**YOUR OBJECTIVE**
Could you copy out every line of the data where the word "config" occurs?

(Dataset items)
------------------------------------------------------------------------
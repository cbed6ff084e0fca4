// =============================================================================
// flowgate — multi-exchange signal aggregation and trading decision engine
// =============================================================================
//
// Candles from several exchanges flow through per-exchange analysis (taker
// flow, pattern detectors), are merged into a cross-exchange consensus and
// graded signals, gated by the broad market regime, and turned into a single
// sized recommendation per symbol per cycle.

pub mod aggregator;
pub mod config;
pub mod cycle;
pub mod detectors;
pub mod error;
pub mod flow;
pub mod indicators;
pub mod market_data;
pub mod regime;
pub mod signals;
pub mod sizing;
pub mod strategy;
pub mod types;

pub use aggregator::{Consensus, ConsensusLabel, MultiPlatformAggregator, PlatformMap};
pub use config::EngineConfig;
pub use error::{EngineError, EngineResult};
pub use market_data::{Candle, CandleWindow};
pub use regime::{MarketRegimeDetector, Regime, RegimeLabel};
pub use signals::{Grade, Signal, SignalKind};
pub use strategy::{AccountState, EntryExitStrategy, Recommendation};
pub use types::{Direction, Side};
------------------------------------------------------------------------
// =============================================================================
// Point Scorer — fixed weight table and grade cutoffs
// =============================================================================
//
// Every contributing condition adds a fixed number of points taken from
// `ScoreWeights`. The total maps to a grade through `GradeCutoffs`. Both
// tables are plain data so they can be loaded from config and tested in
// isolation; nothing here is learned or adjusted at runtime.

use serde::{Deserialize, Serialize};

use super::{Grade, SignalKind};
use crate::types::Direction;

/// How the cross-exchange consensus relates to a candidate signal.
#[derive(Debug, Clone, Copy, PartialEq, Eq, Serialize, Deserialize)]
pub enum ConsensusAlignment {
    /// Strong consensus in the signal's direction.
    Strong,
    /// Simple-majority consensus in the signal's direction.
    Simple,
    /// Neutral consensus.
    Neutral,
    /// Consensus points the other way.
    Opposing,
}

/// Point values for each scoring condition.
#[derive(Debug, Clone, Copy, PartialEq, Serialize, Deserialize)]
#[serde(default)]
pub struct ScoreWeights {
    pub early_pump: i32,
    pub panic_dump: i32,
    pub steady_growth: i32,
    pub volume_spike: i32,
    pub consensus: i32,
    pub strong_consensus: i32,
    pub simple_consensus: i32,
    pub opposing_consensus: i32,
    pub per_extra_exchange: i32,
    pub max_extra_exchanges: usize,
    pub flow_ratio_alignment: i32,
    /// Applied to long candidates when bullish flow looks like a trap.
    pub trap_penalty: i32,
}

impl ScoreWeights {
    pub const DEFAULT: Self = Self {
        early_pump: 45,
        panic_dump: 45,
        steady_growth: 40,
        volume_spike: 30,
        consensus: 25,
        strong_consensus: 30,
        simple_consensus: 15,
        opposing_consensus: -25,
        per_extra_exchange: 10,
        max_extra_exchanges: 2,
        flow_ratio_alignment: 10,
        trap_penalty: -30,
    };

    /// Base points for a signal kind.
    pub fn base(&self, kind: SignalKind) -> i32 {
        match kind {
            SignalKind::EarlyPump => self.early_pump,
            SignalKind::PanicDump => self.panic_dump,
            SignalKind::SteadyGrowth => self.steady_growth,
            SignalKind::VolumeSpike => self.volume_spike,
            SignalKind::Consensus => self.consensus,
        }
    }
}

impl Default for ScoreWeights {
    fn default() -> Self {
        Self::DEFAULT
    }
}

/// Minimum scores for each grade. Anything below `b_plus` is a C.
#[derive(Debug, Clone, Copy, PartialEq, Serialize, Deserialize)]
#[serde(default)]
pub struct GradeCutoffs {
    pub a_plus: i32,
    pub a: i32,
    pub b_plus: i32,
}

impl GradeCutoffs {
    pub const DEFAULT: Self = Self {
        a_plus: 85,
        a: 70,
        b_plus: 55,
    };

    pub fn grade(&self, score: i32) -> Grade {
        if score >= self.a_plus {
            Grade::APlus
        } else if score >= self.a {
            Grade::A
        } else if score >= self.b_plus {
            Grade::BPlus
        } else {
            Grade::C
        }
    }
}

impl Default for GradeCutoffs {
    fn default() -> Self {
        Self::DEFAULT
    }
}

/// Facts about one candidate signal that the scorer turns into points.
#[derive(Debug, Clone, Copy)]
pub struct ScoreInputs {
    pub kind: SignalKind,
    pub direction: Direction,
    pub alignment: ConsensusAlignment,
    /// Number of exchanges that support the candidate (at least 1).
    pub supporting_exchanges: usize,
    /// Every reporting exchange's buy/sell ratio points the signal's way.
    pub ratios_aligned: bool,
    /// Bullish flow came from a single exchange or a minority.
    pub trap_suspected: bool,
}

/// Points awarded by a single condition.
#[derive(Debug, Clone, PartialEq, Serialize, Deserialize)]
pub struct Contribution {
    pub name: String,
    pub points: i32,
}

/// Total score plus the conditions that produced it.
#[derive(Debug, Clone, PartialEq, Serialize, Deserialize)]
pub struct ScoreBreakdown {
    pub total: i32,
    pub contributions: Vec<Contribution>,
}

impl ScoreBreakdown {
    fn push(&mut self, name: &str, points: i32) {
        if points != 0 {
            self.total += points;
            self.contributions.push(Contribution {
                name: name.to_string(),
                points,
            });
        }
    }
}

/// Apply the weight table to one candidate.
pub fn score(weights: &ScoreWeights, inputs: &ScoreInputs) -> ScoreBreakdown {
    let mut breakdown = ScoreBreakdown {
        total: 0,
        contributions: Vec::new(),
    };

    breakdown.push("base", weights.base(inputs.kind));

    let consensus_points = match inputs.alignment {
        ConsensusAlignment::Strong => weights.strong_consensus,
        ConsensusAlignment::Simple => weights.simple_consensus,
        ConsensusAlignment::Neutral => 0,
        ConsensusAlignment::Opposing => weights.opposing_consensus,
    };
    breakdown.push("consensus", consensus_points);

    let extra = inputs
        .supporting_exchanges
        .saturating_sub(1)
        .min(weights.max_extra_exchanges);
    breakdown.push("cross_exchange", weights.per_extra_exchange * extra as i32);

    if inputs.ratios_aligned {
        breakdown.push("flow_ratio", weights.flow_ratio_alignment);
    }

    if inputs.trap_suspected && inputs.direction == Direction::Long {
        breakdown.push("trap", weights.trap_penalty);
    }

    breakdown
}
------------------------------------------------------------------------
**TASK SOLUTION**
pub mod config;
pub use config::EngineConfig;
// tables are plain data so they can be loaded from config and tested in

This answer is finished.